A Year After Owner's Tragic Death, Whitenight Jewelers Still Thriving

Mike Hudson

OCT 29, 2015

Michael and Kristin Whitenight

It was perhaps the most horrific thing any family can face. The tragic death by suicide of a beloved husband and father.

Depressed and ill, Michael Whitenight -- jeweler, philanthropist and all around good guy – took his life a year ago rather than living to become a burden to his wife of 30 years, Kris, and sons Michael and Max. It was a tragedy almost unimaginable.

“The week Mike died, I took my boys and said to them, ‘Either we open the store tomorrow or we don’t.’” Kris told the Niagara Falls Reporter. “I left them alone to make the decision. The next morning we opened up the store.”

The store, Whitenight’s Fine Jewelers on Buffalo Avenue in LaSalle, has remained open, and thriving, due to the inner strength of a close knit family who wondered at first how they could go on.

“Once we made that decision, it was like, OK, we’ll try it for three months and see. Then it was another three months,” Kris said.

Max, a law student at the University of Buffalo, took a year off to pitch in on the effort. And Michael Jr., much to his mother’s surprise, had learned far more about the family business from years of watching his father than she had suspected.

“He’s doing all the repairs himself,” she said. “We have not had to send a single thing out for repair.”

The business was always successful, and Mike Whitenight left his family well off.

“I thought, either we could keep it going or lay on the couch until the money ran out, which could have been some time,” Kris said. “I’m happy we decided to do what we did.”

A turning point came when son Max came back to his mother after talking it over with his brother.

“I’m not going to let this be the defining moment of my life,” he told her.

Guts and determination, two qualities Mike Whitenight valued as much as anything, brought the family even closer together.

“They were taking care of me and I was taking care of them,” Kris said. “Even if you were having a bad day, you knew they were too so we all tried to lift each other up.”

It worked. A year later, the store is thriving, Max has returned to law school and Mike and his mom are running the store in a way that would have made Whitenight proud.

“I don’t think anybody expected us to keep going,” Kris said. “But this community has really stood behind us. I’m really grateful to the people of Niagara Falls. It’s a wonderful place.”

In addition to working at the store and at a second job she’s had for years, Kris has also become involved with the Wellness program at Niagara Falls Memorial Medical Center.

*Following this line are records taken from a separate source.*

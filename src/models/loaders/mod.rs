pub mod paper_loader;

pub use paper_loader::{list_paper_files, load_paper_file, parse_paper};
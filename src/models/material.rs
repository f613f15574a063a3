use crate::models::blob::FileBlob;
use serde::{Deserialize, Serialize};

/// 学习资料（materials 表）
#[derive(Debug, Clone, PartialEq, Serialize, Deserialize)]
pub struct Material {
    pub id: String,
    pub title: String,
    #[serde(default, skip_serializing_if = "Option::is_none")]
    pub description: Option<String>,
    pub unit_id: String,
    pub file_path: String,
    #[serde(default, skip_serializing_if = "Option::is_none")]
    pub thumbnail_path: Option<String>,
    #[serde(default)]
    pub mime_type: String,
    #[serde(default)]
    pub size_bytes: u64,
}

/// 插入 materials 表的数据
#[derive(Debug, Clone, Serialize)]
pub struct NewMaterial {
    pub title: String,
    #[serde(skip_serializing_if = "Option::is_none")]
    pub description: Option<String>,
    pub unit_id: String,
    pub file_path: String,
    #[serde(skip_serializing_if = "Option::is_none")]
    pub thumbnail_path: Option<String>,
    pub mime_type: String,
    pub size_bytes: u64,
}

/// 上传资料请求
#[derive(Debug, Clone)]
pub struct MaterialUpload {
    pub title: String,
    pub description: Option<String>,
    pub unit_id: String,
    pub file: FileBlob,
    pub thumbnail: Option<FileBlob>,
}
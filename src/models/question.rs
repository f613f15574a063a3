use regex::Regex;
use serde::{Deserialize, Serialize};
use std::sync::OnceLock;

/// 题型
#[derive(Debug, Clone, Copy, PartialEq, Eq, Hash, PartialOrd, Ord, Default, Serialize, Deserialize)]
#[serde(rename_all = "snake_case")]
pub enum QuestionType {
    SingleChoice,
    MultipleChoice,
    FillBlank,
    ShortAnswer,
    Essay,
    Calculation,
    #[default]
    Other,
}

impl QuestionType {
    pub fn as_str(&self) -> &'static str {
        match self {
            QuestionType::SingleChoice => "single_choice",
            QuestionType::MultipleChoice => "multiple_choice",
            QuestionType::FillBlank => "fill_blank",
            QuestionType::ShortAnswer => "short_answer",
            QuestionType::Essay => "essay",
            QuestionType::Calculation => "calculation",
            QuestionType::Other => "other",
        }
    }

    /// 客观题必须带答案
    pub fn is_objective(&self) -> bool {
        matches!(
            self,
            QuestionType::SingleChoice | QuestionType::MultipleChoice | QuestionType::FillBlank
        )
    }
}

/// 难度
#[derive(Debug, Clone, Copy, PartialEq, Eq, Hash, PartialOrd, Ord, Default, Serialize, Deserialize)]
#[serde(rename_all = "snake_case")]
pub enum Difficulty {
    Easy,
    #[default]
    Medium,
    Hard,
}

impl Difficulty {
    pub fn as_str(&self) -> &'static str {
        match self {
            Difficulty::Easy => "easy",
            Difficulty::Medium => "medium",
            Difficulty::Hard => "hard",
        }
    }
}

/// 审核步骤中的一道题
#[derive(Debug, Clone, PartialEq, Serialize, Deserialize)]
pub struct ReviewQuestion {
    #[serde(default)]
    pub id: String,
    pub number: u32,
    pub stem: String,
    #[serde(default)]
    pub question_type: QuestionType,
    #[serde(default)]
    pub difficulty: Difficulty,
    #[serde(default)]
    pub marks: f64,
    #[serde(default, skip_serializing_if = "Option::is_none")]
    pub answer: Option<String>,
    #[serde(default)]
    pub attachments: Vec<String>,
    #[serde(default)]
    pub reviewed: bool,
}

impl ReviewQuestion {
    pub fn new(number: u32, stem: impl Into<String>) -> Self {
        Self {
            id: format!("q{}", number),
            number,
            stem: stem.into(),
            question_type: QuestionType::default(),
            difficulty: Difficulty::default(),
            marks: 0.0,
            answer: None,
            attachments: Vec::new(),
            reviewed: false,
        }
    }

    /// 题干 HTML 中的图片地址
    pub fn stem_image_urls(&self) -> Vec<String> {
        static IMG_RE: OnceLock<Option<Regex>> = OnceLock::new();
        let Some(re) = IMG_RE
            .get_or_init(|| Regex::new(r#"<img\s+[^>]*src="([^"]+)""#).ok())
            .as_ref()
        else {
            return Vec::new();
        };

        re.captures_iter(&self.stem)
            .filter_map(|cap| cap.get(1).map(|m| m.as_str().to_string()))
            .collect()
    }

    /// 附件数量（显式附件 + 题干图片）
    pub fn attachment_count(&self) -> usize {
        self.attachments.len() + self.stem_image_urls().len()
    }

    pub fn has_answer(&self) -> bool {
        self.answer
            .as_deref()
            .map(|a| !a.trim().is_empty())
            .unwrap_or(false)
    }
}

#[cfg(test)]
mod tests {
    use super::*;

    #[test]
    fn stem_images_count_as_attachments() {
        let mut q = ReviewQuestion::new(3, r#"如图 <img class="fig" src="https://cdn/a.png"> 求面积"#);
        q.attachments.push("https://cdn/b.png".to_string());
        assert_eq!(q.stem_image_urls(), vec!["https://cdn/a.png".to_string()]);
        assert_eq!(q.attachment_count(), 2);
    }

    #[test]
    fn question_type_uses_snake_case() {
        let json = serde_json::to_string(&QuestionType::FillBlank).unwrap();
        assert_eq!(json, "\"fill_blank\"");
        assert_eq!(QuestionType::FillBlank.as_str(), "fill_blank");
    }
}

“I originally went there for counseling after Mike died, but once I saw the kind of work they were doing, I called (NFMMC CEO) Joe Ruffolo and asked how I could help.”

A significant portion of the Wellness Center’s work is in the field of mental health, and depression, thoughts of suicide and grief therapy are all dealt with in a comprehensive manner, she said.

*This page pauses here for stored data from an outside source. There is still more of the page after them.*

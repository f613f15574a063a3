//! 日志初始化
//!
//! 默认 info 级别，可通过 RUST_LOG 覆盖

use tracing_subscriber::EnvFilter;

/// 初始化全局日志
pub fn init() {
    init_with_verbose(false);
}

/// 初始化全局日志，verbose 时默认使用 debug 级别
pub fn init_with_verbose(verbose: bool) {
    let default_level = if verbose { "debug" } else { "info" };
    let filter = EnvFilter::try_from_default_env().unwrap_or_else(|_| EnvFilter::new(default_level));

    // 重复初始化（例如测试中）时忽略错误
    let _ = tracing_subscriber::fmt()
        .with_env_filter(filter)
        .with_target(false)
        .try_init();
}
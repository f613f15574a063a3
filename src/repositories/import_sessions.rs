use crate::clients::{eq_filter, BackendClient};
use crate::error::{AppError, AppResult};
use crate::models::{ImportSession, ImportStatus, NewImportSession, ParsedPaperData};
use serde_json::json;

const TABLE: &str = "question_import_sessions";

/// 导入会话仓储
#[allow(async_fn_in_trait)]
pub trait ImportSessionRepository {
    /// 新建会话
    async fn create(&self, session: &NewImportSession) -> AppResult<ImportSession>;

    /// 按 ID 读取，不存在时返回 None
    async fn fetch(&self, id: &str) -> AppResult<Option<ImportSession>>;

    /// 更新解析数据与状态
    async fn update_data(
        &self,
        id: &str,
        data: &ParsedPaperData,
        status: ImportStatus,
    ) -> AppResult<ImportSession>;

    /// 试卷已创建：记录试卷ID，状态不变
    async fn attach_paper(&self, id: &str, paper_id: &str) -> AppResult<ImportSession>;

    /// 标记完成并记录生成的试卷ID
    async fn mark_completed(&self, id: &str, paper_id: &str) -> AppResult<ImportSession>;
}

impl ImportSessionRepository for BackendClient {
    async fn create(&self, session: &NewImportSession) -> AppResult<ImportSession> {
        self.insert(TABLE, session).await
    }

    async fn fetch(&self, id: &str) -> AppResult<Option<ImportSession>> {
        self.select_one(TABLE, &[eq_filter("id", id)]).await
    }

    async fn update_data(
        &self,
        id: &str,
        data: &ParsedPaperData,
        status: ImportStatus,
    ) -> AppResult<ImportSession> {
        let body = json!({
            "parsed_data": data,
            "status": status,
            "updated_at": chrono::Utc::now(),
        });
        let mut rows: Vec<ImportSession> = self.update(TABLE, &[eq_filter("id", id)], &body).await?;
        if rows.is_empty() {
            return Err(AppError::empty_response(TABLE));
        }
        Ok(rows.remove(0))
    }

    async fn attach_paper(&self, id: &str, paper_id: &str) -> AppResult<ImportSession> {
        let body = json!({
            "paper_id": paper_id,
            "updated_at": chrono::Utc::now(),
        });
        let mut rows: Vec<ImportSession> = self.update(TABLE, &[eq_filter("id", id)], &body).await?;
        if rows.is_empty() {
            return Err(AppError::empty_response(TABLE));
        }
        Ok(rows.remove(0))
    }

    async fn mark_completed(&self, id: &str, paper_id: &str) -> AppResult<ImportSession> {
        let body = json!({
            "status": ImportStatus::Completed,
            "paper_id": paper_id,
            "updated_at": chrono::Utc::now(),
        });
        let mut rows: Vec<ImportSession> = self.update(TABLE, &[eq_filter("id", id)], &body).await?;
        if rows.is_empty() {
            return Err(AppError::empty_response(TABLE));
        }
        Ok(rows.remove(0))
    }
}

“It’s a shame, because so many people don’t even know these programs exist,” she said. “There is a real need her for what’s being offered, and I’m trying to do what I can to get the word out there.”

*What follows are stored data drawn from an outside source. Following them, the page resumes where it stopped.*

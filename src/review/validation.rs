use crate::models::ReviewQuestion;
use serde::Serialize;
use std::collections::{BTreeMap, HashMap};

/// 题目ID → 校验错误列表
pub type ValidationErrors = BTreeMap<String, Vec<String>>;

const CRITICAL_KEYWORDS: [&str; 3] = ["required", "missing", "invalid"];

/// 问题严重程度
#[derive(Debug, Clone, Copy, PartialEq, Eq, Serialize)]
#[serde(rename_all = "lowercase")]
pub enum Severity {
    Critical,
    Warning,
}

/// 校验汇总
#[derive(Debug, Clone, Default, PartialEq, Eq, Serialize)]
pub struct ValidationSummary {
    /// 有严重问题的题目ID
    pub critical: Vec<String>,
    /// 只有警告的题目ID
    pub warnings: Vec<String>,
    /// 错误类型 → 出现次数
    pub error_types: BTreeMap<String, usize>,
    pub total_errors: usize,
}

impl ValidationSummary {
    /// 存在严重问题时不能导入
    pub fn has_blocking_issues(&self) -> bool {
        !self.critical.is_empty()
    }

    pub fn is_critical(&self, question_id: &str) -> bool {
        self.critical.iter().any(|id| id == question_id)
    }
}

/// 错误消息是否属于严重问题（不区分大小写）
pub fn is_critical_error(message: &str) -> bool {
    let lower = message.to_lowercase();
    CRITICAL_KEYWORDS.iter().any(|k| lower.contains(k))
}

/// 错误类型：第一个冒号之前的部分
pub fn error_type(message: &str) -> &str {
    match message.split_once(':') {
        Some((head, _)) => head.trim(),
        None => message,
    }
}

/// 单题分级，没有错误返回 None
pub fn classify(errors: &[String]) -> Option<Severity> {
    if errors.is_empty() {
        None
    } else if errors.iter().any(|e| is_critical_error(e)) {
        Some(Severity::Critical)
    } else {
        Some(Severity::Warning)
    }
}

/// 汇总所有题目的校验结果
pub fn summarize(errors: &ValidationErrors) -> ValidationSummary {
    let mut summary = ValidationSummary::default();

    for (question_id, messages) in errors {
        match classify(messages) {
            Some(Severity::Critical) => summary.critical.push(question_id.clone()),
            Some(Severity::Warning) => summary.warnings.push(question_id.clone()),
            None => continue,
        }

        for message in messages {
            *summary
                .error_types
                .entry(error_type(message).to_string())
                .or_insert(0) += 1;
            summary.total_errors += 1;
        }
    }

    summary
}

/// 生成每道题的校验错误（无错误的题目不出现在结果中）
pub fn validate_questions(questions: &[ReviewQuestion]) -> ValidationErrors {
    let mut number_counts: HashMap<u32, usize> = HashMap::new();
    for q in questions {
        *number_counts.entry(q.number).or_insert(0) += 1;
    }

    let mut result = ValidationErrors::new();
    for q in questions {
        let mut errors = Vec::new();

        if q.stem.trim().is_empty() {
            errors.push("Required: stem".to_string());
        }
        if !q.marks.is_finite() || q.marks <= 0.0 {
            errors.push(format!("Invalid: marks ({})", q.marks));
        }
        if q.question_type.is_objective() && !q.has_answer() {
            errors.push("Missing: answer".to_string());
        }
        if number_counts.get(&q.number).copied().unwrap_or(0) > 1 {
            errors.push(format!("Invalid: duplicate number {}", q.number));
        }
        if q.stem.matches('<').count() != q.stem.matches('>').count() {
            errors.push("Formatting: stem has unbalanced tags".to_string());
        }

        if !errors.is_empty() {
            result.insert(q.id.clone(), errors);
        }
    }
    result
}
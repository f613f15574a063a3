use anyhow::Result;
/// 日志工具模块
///
/// 提供日志格式化和输出的辅助函数
use std::fs;
use tracing::info;

/// 初始化日志文件
///
/// # 参数
/// - `log_file_path`: 日志文件路径
pub fn init_log_file(log_file_path: &str) -> Result<()> {
    let log_header = format!(
        "{}\n试卷导入日志 - {}\n{}\n\n",
        "=".repeat(60),
        chrono::Local::now().format("%Y-%m-%d %H:%M:%S"),
        "=".repeat(60)
    );
    fs::write(log_file_path, log_header)?;
    Ok(())
}

/// 记录程序启动信息
///
/// # 参数
/// - `backend_url`: 后端地址
/// - `import_folder`: 待导入目录
pub fn log_startup(backend_url: &str, import_folder: &str) {
    info!("{}", "=".repeat(60));
    info!("🚀 程序启动 - 试卷导入向导");
    info!("🌐 后端地址: {}", backend_url);
    info!("📁 导入目录: {}", import_folder);
    info!("{}", "=".repeat(60));
}

/// 记录试卷加载信息
pub fn log_papers_loaded(total: usize) {
    info!("✓ 找到 {} 个待导入的试卷文件", total);
    info!("📋 将逐个通过导入向导处理\n");
}

/// 打印最终统计信息
///
/// # 参数
/// - `success`: 成功数量
/// - `failed`: 失败数量
/// - `total`: 总数
/// - `log_file_path`: 日志文件路径
pub fn print_final_stats(success: usize, failed: usize, total: usize, log_file_path: &str) {
    info!("\n{}", "=".repeat(60));
    info!("📊 全部导入完成统计");
    info!(
        "完成时间: {}",
        chrono::Local::now().format("%Y-%m-%d %H:%M:%S")
    );
    info!("{}", "=".repeat(60));
    info!("✅ 成功: {}/{}", success, total);
    info!("❌ 失败: {}", failed);
    info!("{}", "=".repeat(60));
    info!("\n日志已保存至: {}", log_file_path);
}

/// 截断长文本用于日志显示
///
/// # 参数
/// - `text`: 原始文本
/// - `max_len`: 最大长度
///
/// # 返回
/// 返回截断后的文本
pub fn truncate_text(text: &str, max_len: usize) -> String {
    if text.chars().count() > max_len {
        text.chars().take(max_len).collect::<String>() + "..."
    } else {
        text.to_string()
    }
}

#[cfg(test)]
mod tests {
    use super::truncate_text;

    #[test]
    fn truncate_counts_chars_not_bytes() {
        assert_eq!(truncate_text("函数与导数综合题", 4), "函数与导...");
        assert_eq!(truncate_text("abc", 10), "abc");
    }
}
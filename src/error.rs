use thiserror::Error;

/// 应用程序错误类型
#[derive(Debug, Error)]
pub enum AppError {
    /// 表单/字段校验错误
    #[error("校验错误: {0}")]
    Validation(#[from] ValidationError),
    /// 后端调用错误
    #[error("API错误: {0}")]
    Api(#[from] ApiError),
    /// 登录会话错误
    #[error("认证错误: {0}")]
    Auth(#[from] AuthError),
    /// 业务规则拒绝
    #[error("业务错误: {0}")]
    Business(#[from] BusinessError),
    /// 文件操作错误
    #[error("文件错误: {0}")]
    File(#[from] FileError),
    /// 配置错误
    #[error("配置错误: {0}")]
    Config(#[from] ConfigError),
}

/// 字段级校验错误
#[derive(Debug, Error)]
pub enum ValidationError {
    /// 必填字段为空
    #[error("{field} 不能为空")]
    Required { field: String },
    /// 字段格式不正确
    #[error("{field} 格式不正确: {reason}")]
    Invalid { field: String, reason: String },
}

/// 后端调用错误
#[derive(Debug, Error)]
pub enum ApiError {
    /// 网络请求失败
    #[error("API请求失败 ({endpoint}): {source}")]
    RequestFailed {
        endpoint: String,
        #[source]
        source: Box<dyn std::error::Error + Send + Sync>,
    },
    /// 后端返回非 2xx 响应
    #[error("API返回错误响应 ({endpoint}): status={status}, message={message}")]
    BadResponse {
        endpoint: String,
        status: u16,
        message: String,
    },
    /// 后端返回空结果
    #[error("API返回空结果: {endpoint}")]
    EmptyResponse { endpoint: String },
    /// JSON 解析失败
    #[error("JSON解析失败: {source}")]
    JsonParseFailed {
        #[source]
        source: Box<dyn std::error::Error + Send + Sync>,
    },
}

/// 登录会话错误
#[derive(Debug, Error)]
pub enum AuthError {
    /// 未配置访问令牌
    #[error("未登录，请先登录")]
    MissingSession,
    /// 访问令牌已过期
    #[error("登录已过期，请重新登录")]
    SessionExpired,
}

/// 业务规则错误
#[derive(Debug, Error)]
pub enum BusinessError {
    /// 不能停用或删除自己的账号
    #[error("不能停用或删除自己的账号")]
    CannotModifySelf,
    /// 邮箱已被注册
    #[error("邮箱已被注册: {email}")]
    DuplicateEmail { email: String },
    /// 向导步骤尚未解锁
    #[error("请先完成前面的步骤 ({step})")]
    StepLocked { step: String },
    /// 当前没有进行中的导入会话
    #[error("当前没有进行中的导入会话")]
    NoActiveSession,
    /// 试卷中没有题目
    #[error("试卷中没有题目: {paper}")]
    EmptyPaper { paper: String },
}

/// 文件操作错误
#[derive(Debug, Error)]
pub enum FileError {
    /// 文件不存在
    #[error("文件不存在: {path}")]
    NotFound { path: String },
    /// 读取文件失败
    #[error("读取文件失败 ({path}): {source}")]
    ReadFailed {
        path: String,
        #[source]
        source: Box<dyn std::error::Error + Send + Sync>,
    },
    /// 写入文件失败
    #[error("写入文件失败 ({path}): {source}")]
    WriteFailed {
        path: String,
        #[source]
        source: Box<dyn std::error::Error + Send + Sync>,
    },
    /// 试卷文件解析失败
    #[error("试卷文件解析失败 ({path}): {source}")]
    ParseFailed {
        path: String,
        #[source]
        source: Box<dyn std::error::Error + Send + Sync>,
    },
    /// 不支持的文件类型
    #[error("不支持的文件类型: {path}")]
    UnsupportedFormat { path: String },
}

/// 配置错误
#[derive(Debug, Error)]
pub enum ConfigError {
    /// 环境变量解析失败
    #[error("环境变量 {var_name} 解析失败: 值 '{value}' 无法转换为 {expected_type}")]
    EnvVarParseFailed {
        var_name: String,
        value: String,
        expected_type: String,
    },
    /// 环境变量不存在
    #[error("环境变量 {var_name} 不存在")]
    EnvVarNotFound { var_name: String },
}

// ========== 从常见错误类型转换 ==========

impl From<serde_json::Error> for AppError {
    fn from(err: serde_json::Error) -> Self {
        AppError::Api(ApiError::JsonParseFailed {
            source: Box::new(err),
        })
    }
}

impl From<reqwest::Error> for AppError {
    fn from(err: reqwest::Error) -> Self {
        let endpoint = err
            .url()
            .map(|u| u.path().to_string())
            .unwrap_or_default();
        AppError::Api(ApiError::RequestFailed {
            endpoint,
            source: Box::new(err),
        })
    }
}

// ========== 便捷构造函数 ==========

impl AppError {
    /// 创建必填字段错误
    pub fn required(field: impl Into<String>) -> Self {
        AppError::Validation(ValidationError::Required {
            field: field.into(),
        })
    }

    /// 创建字段格式错误
    pub fn invalid(field: impl Into<String>, reason: impl Into<String>) -> Self {
        AppError::Validation(ValidationError::Invalid {
            field: field.into(),
            reason: reason.into(),
        })
    }

    /// 创建非 2xx 响应错误
    pub fn bad_response(endpoint: impl Into<String>, status: u16, message: impl Into<String>) -> Self {
        AppError::Api(ApiError::BadResponse {
            endpoint: endpoint.into(),
            status,
            message: message.into(),
        })
    }

    /// 创建空结果错误
    pub fn empty_response(endpoint: impl Into<String>) -> Self {
        AppError::Api(ApiError::EmptyResponse {
            endpoint: endpoint.into(),
        })
    }

    /// 创建文件读取错误
    pub fn file_read_failed(path: impl Into<String>, source: impl std::error::Error + Send + Sync + 'static) -> Self {
        AppError::File(FileError::ReadFailed {
            path: path.into(),
            source: Box::new(source),
        })
    }

    /// 创建文件写入错误
    pub fn file_write_failed(path: impl Into<String>, source: impl std::error::Error + Send + Sync + 'static) -> Self {
        AppError::File(FileError::WriteFailed {
            path: path.into(),
            source: Box::new(source),
        })
    }

    /// 创建试卷文件解析错误
    pub fn file_parse_failed(path: impl Into<String>, source: impl std::error::Error + Send + Sync + 'static) -> Self {
        AppError::File(FileError::ParseFailed {
            path: path.into(),
            source: Box::new(source),
        })
    }

    /// 后端返回的错误消息（仅 BadResponse 有）
    pub fn backend_message(&self) -> Option<&str> {
        match self {
            AppError::Api(ApiError::BadResponse { message, .. }) => Some(message),
            _ => None,
        }
    }
}

// ========== Result 类型别名 ==========

/// 应用程序结果类型
pub type AppResult<T> = Result<T, AppError>;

Mike Whitenight was a great friend of this newspaper. Fifteen years ago he called the Reporter offices after getting a telephone call from the then mayor, Irene Elia, who was mounting a campaign to get local businesses to stop advertising with us and carrying the paper in their stores. Although he’d never advertised with us before, he offered to help.

“I didn’t serve in the United States Army to come home and have some politician try and shut down a newspaper,” he said.

That was the kind of guy he was.

Grieving is a very personal process, as anyone who’s experienced the sudden and unexpected death of a loved one can tell you. Kris Whitenight is handling it better than many.

“I’m OK,” she said. “Mike and I had a great love and were lucky enough to spend 30 years together. I loved him and he loved me.”

And it is that love, she said, that’s given her the strength to go on.